◆ PROBLEM REQUIREMENTS ◆
Only those lines running from the start of the listing below through the line that holds "pub(crate) struct Edge" are to be written out, exactly and in full.
- - -
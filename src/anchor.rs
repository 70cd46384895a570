//! Participant registration for objects that hold internal handles.

use alloc::rc::Rc;
use core::cell::{Cell, RefCell};
use core::fmt;
use core::ptr::NonNull;

use crate::arena::HeaderId;

/// An outgoing edge held by an internal handle: the target's header address
/// and the payload pointer the handle exposes. The pointer is carried
/// separately so aliasing roots propagate their substituted payload view.
#[derive(Clone, Copy, PartialEq, Eq)]
pub(crate) struct Edge {
    pub header: HeaderId,
    pub ptr: NonNull<()>,
}

/// Marker trait for payload types managed by [`Root`] handles.
///
/// Types whose values embed [`Internal`] handles own an [`Anchor`] and return
/// it from [`anchor`]; plain data types take the default implementation:
///
/// ```
/// use rhizome::{Anchor, Internal, Participant};
///
/// struct Leaf(u32);
///
/// impl Participant for Leaf {}
///
/// struct Node {
///     anchor: Anchor,
///     next: Internal<Node>,
/// }
///
/// impl Participant for Node {
///     fn anchor(&self) -> Option<&Anchor> {
///         Some(&self.anchor)
///     }
/// }
/// ```
///
/// # Contract
///
/// `anchor` must return the `Anchor` embedded in `self` (the same one its
/// `Internal` handles were constructed against), or `None`. Returning a
/// foreign anchor corrupts the reachability bookkeeping: objects may be
/// reclaimed late (a leak) or early, in which case every access through the
/// surviving handles reads as empty.
///
/// [`Root`]: crate::Root
/// [`Internal`]: crate::Internal
/// [`anchor`]: Participant::anchor
pub trait Participant {
    /// Returns the anchor embedded in this value, if it holds internal
    /// handles.
    fn anchor(&self) -> Option<&Anchor> {
        None
    }
}

/// Registration base embedded in every participant payload.
///
/// The anchor records which header owns the payload (set when the first root
/// handle is bound) and the table of outgoing internal-handle edges. Handles
/// address their entry by slot index, so payloads stay movable: moving a
/// value into [`make_root`] moves its anchor and handles together without
/// invalidating any registration.
///
/// [`make_root`]: crate::make_root
#[derive(Default)]
pub struct Anchor {
    state: Rc<AnchorState>,
}

impl Anchor {
    /// Creates an anchor with no owner and no registered handles.
    #[must_use]
    pub fn new() -> Self {
        Self::default()
    }

    pub(crate) fn state(&self) -> Rc<AnchorState> {
        Rc::clone(&self.state)
    }
}

impl fmt::Debug for Anchor {
    fn fmt(&self, f: &mut fmt::Formatter<'_>) -> fmt::Result {
        f.debug_struct("Anchor")
            .field("owner", &self.state.self_header.get())
            .finish_non_exhaustive()
    }
}

#[derive(Default)]
pub(crate) struct AnchorState {
    self_header: Cell<Option<HeaderId>>,
    outgoing: RefCell<EdgeTable>,
}

impl AnchorState {
    pub fn self_header(&self) -> Option<HeaderId> {
        self.self_header.get()
    }

    /// Install the owning header. Called once, when the first root handle is
    /// bound to the payload.
    pub fn bind(&self, header: HeaderId) {
        debug_assert!(self.self_header.get().is_none());
        self.self_header.set(Some(header));
    }

    pub fn register(&self, edge: Option<Edge>) -> u32 {
        self.outgoing.borrow_mut().register(edge)
    }

    pub fn deregister(&self, slot: u32) -> Option<Edge> {
        self.outgoing.borrow_mut().deregister(slot)
    }

    pub fn edge(&self, slot: u32) -> Option<Edge> {
        self.outgoing.borrow().edge(slot)
    }

    pub fn replace(&self, slot: u32, edge: Option<Edge>) -> Option<Edge> {
        self.outgoing.borrow_mut().replace(slot, edge)
    }

    /// Snapshot of the live outgoing edges, used by owner binding and by the
    /// child walk during collection.
    pub fn live_edges(&self) -> Vec<Edge> {
        self.outgoing.borrow().live_edges()
    }

    /// Null out every outgoing edge, yielding each severed edge to `f`. After
    /// this, all internal handles registered here read as empty, which is
    /// what their payload's destructor will observe.
    pub fn sever_all(&self, mut f: impl FnMut(Edge)) {
        let mut table = self.outgoing.borrow_mut();
        for slot in &mut table.slots {
            if let EdgeSlot::Live(edge) = slot {
                if let Some(edge) = edge.take() {
                    f(edge);
                }
            }
        }
    }
}

enum EdgeSlot {
    Vacant,
    Live(Option<Edge>),
}

#[derive(Default)]
struct EdgeTable {
    slots: Vec<EdgeSlot>,
    free: Vec<u32>,
}

impl EdgeTable {
    fn register(&mut self, edge: Option<Edge>) -> u32 {
        if let Some(slot) = self.free.pop() {
            self.slots[slot as usize] = EdgeSlot::Live(edge);
            slot
        } else {
            let slot = u32::try_from(self.slots.len()).expect("edge table exhausted");
            self.slots.push(EdgeSlot::Live(edge));
            slot
        }
    }

    fn deregister(&mut self, slot: u32) -> Option<Edge> {
        let entry = core::mem::replace(&mut self.slots[slot as usize], EdgeSlot::Vacant);
        self.free.push(slot);
        match entry {
            EdgeSlot::Live(edge) => edge,
            EdgeSlot::Vacant => None,
        }
    }

    fn edge(&self, slot: u32) -> Option<Edge> {
        match self.slots[slot as usize] {
            EdgeSlot::Live(edge) => edge,
            EdgeSlot::Vacant => None,
        }
    }

    fn replace(&mut self, slot: u32, edge: Option<Edge>) -> Option<Edge> {
        match core::mem::replace(&mut self.slots[slot as usize], EdgeSlot::Live(edge)) {
            EdgeSlot::Live(old) => old,
            EdgeSlot::Vacant => None,
        }
    }

    fn live_edges(&self) -> Vec<Edge> {
        self.slots
            .iter()
            .filter_map(|slot| match slot {
                EdgeSlot::Live(Some(edge)) => Some(*edge),
                _ => None,
            })
            .collect()
    }
}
- - -
◆ TASK OUTPUT ◆
filename src/anchor.rs
repository 70cd46384895a570
//! Participant registration for objects that hold internal handles.

use alloc::rc::Rc;
use core::cell::{Cell, RefCell};
use core::fmt;
use core::ptr::NonNull;

use crate::arena::HeaderId;

/// An outgoing edge held by an internal handle: the target's header address
/// and the payload pointer the handle exposes. The pointer is carried
/// separately so aliasing roots propagate their substituted payload view.
#[derive(Clone, Copy, PartialEq, Eq)]
pub(crate) struct Edge {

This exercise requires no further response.